2. The enormous windfall to insurance companies and the entire medical-industrial complex: What is now likely to get the President’s signature will represent the biggest transfer of power and profit to private hands that we have witnessed in our lifetimes. Big Pharma, in the smiling well-fed face of Billy Tauzin, already brags about how few concessions it made in order to get its slice of the pie. Max Baucus makes no secret of the fact that his version of “reform” (Senate Finance) — the last and most decisive committee bill to be written — has been engineered for the benefit of the insurers. The staff that Baucus has assigned to crafting his bill were (and still are, for all practical purposes) lobbyists for Cigna and other insurers.

In effect, what the Obama Administration and conservative Democrats are now doing is driving the healthy uninsured into the arms of private insurance firms, while leaving the poor, the disabled, and the elderly to remaining public plans: Medicaid and Medicare. Political philosopher William Pfaff wrote a couple of days ago that at the rate things are going we might as well let corporations appoint members of Congress and “eliminate the middlemen”; nothing illustrates this better than what is now happening on health care.

3. The cost to existing public programs: The President said last night that not one dime of new taxes will be needed to effect his reform. And, indeed, we’re certainly not hearing Obama talk any more about rescinding the tax bonanzas the super-rich received from Bush in order to pay for health care coverage.

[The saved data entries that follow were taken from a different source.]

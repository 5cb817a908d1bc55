//! Contradiction ledger commands: `ledger open`, `ledger resolve` (HTTP
//! façade's `ledger.open`/`ledger.resolve`, §6).

use crate::models::{ContradictionEntry, LedgerId, ResolutionMethod};
use crate::{Orchestrator, Result, ThreadId};
use clap::Subcommand;

/// `ledger` subcommands.
#[derive(Debug, Subcommand)]
pub enum LedgerAction {
    /// Lists every currently-unresolved contradiction for a thread.
    Open {
        /// The thread to inspect.
        thread: String,
    },
    /// Resolves an open ledger entry.
    Resolve {
        /// The thread the ledger entry belongs to.
        thread: String,
        /// The ledger entry id to resolve.
        ledger_id: String,
        /// How the entry was resolved: `user`, `recency`, or `superseded`.
        #[arg(long, default_value = "user")]
        method: String,
    },
}

/// Parses a resolution method string, defaulting to user clarification for
/// an unrecognized value.
fn parse_resolution_method(s: &str) -> ResolutionMethod {
    match s.to_lowercase().as_str() {
        "recency" => ResolutionMethod::Recency,
        "superseded" => ResolutionMethod::Superseded,
        _ => ResolutionMethod::UserClarification,
    }
}

#[allow(clippy::print_stdout)]
pub fn dispatch(orchestrator: &Orchestrator, action: &LedgerAction) -> Result<()> {
    match action {
        LedgerAction::Open { thread } => {
            let entries = orchestrator.open_contradictions(&ThreadId::new(thread.as_str()))?;
            print_entries(&entries);
            Ok(())
        }
        LedgerAction::Resolve { thread, ledger_id, method } => {
            let thread_id = ThreadId::new(thread.as_str());
            let ledger_id = LedgerId::from(ledger_id.clone());
            orchestrator.resolve_contradiction(&thread_id, &ledger_id, parse_resolution_method(method))?;
            println!("resolved {ledger_id}");
            Ok(())
        }
    }
}

#[allow(clippy::print_stdout)]
fn print_entries(entries: &[ContradictionEntry]) {
    if entries.is_empty() {
        println!("(no open contradictions)");
        return;
    }
    for entry in entries {
        println!(
            "{}  {}  drift={:.2}  {}",
            entry.ledger_id, entry.topology, entry.drift, entry.summary
        );
    }
}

OK, so where is the money going to come from? New “efficiencies” in the system? Highly doubtful, now that we’re leaving the profit-driven private insurance system in place and in power. No, the needed money is going to come from cuts to programs serving the poor and disabled and elderly: that’s right, to Medicaid and to Medicare. And probably to Social Security itself, because Obama has already said he plans to revisit “entitlement” costs.

Think about the ethics of saying to the whole nation that we will address a fundamental human need — health care — without committing new funds, when we just spent untold amounts of public funds writing blank checks to big banks (many of which, it now turns out, didn’t want or need the money).

I want to be clear that I share the view that universal coverage is the most important moral good that we should be seeking in health care reform. But for the ethically alert, the concerns I am raising here cannot be dismissed as mere details. After all, as we like to say, God — or the Devil — is in the details.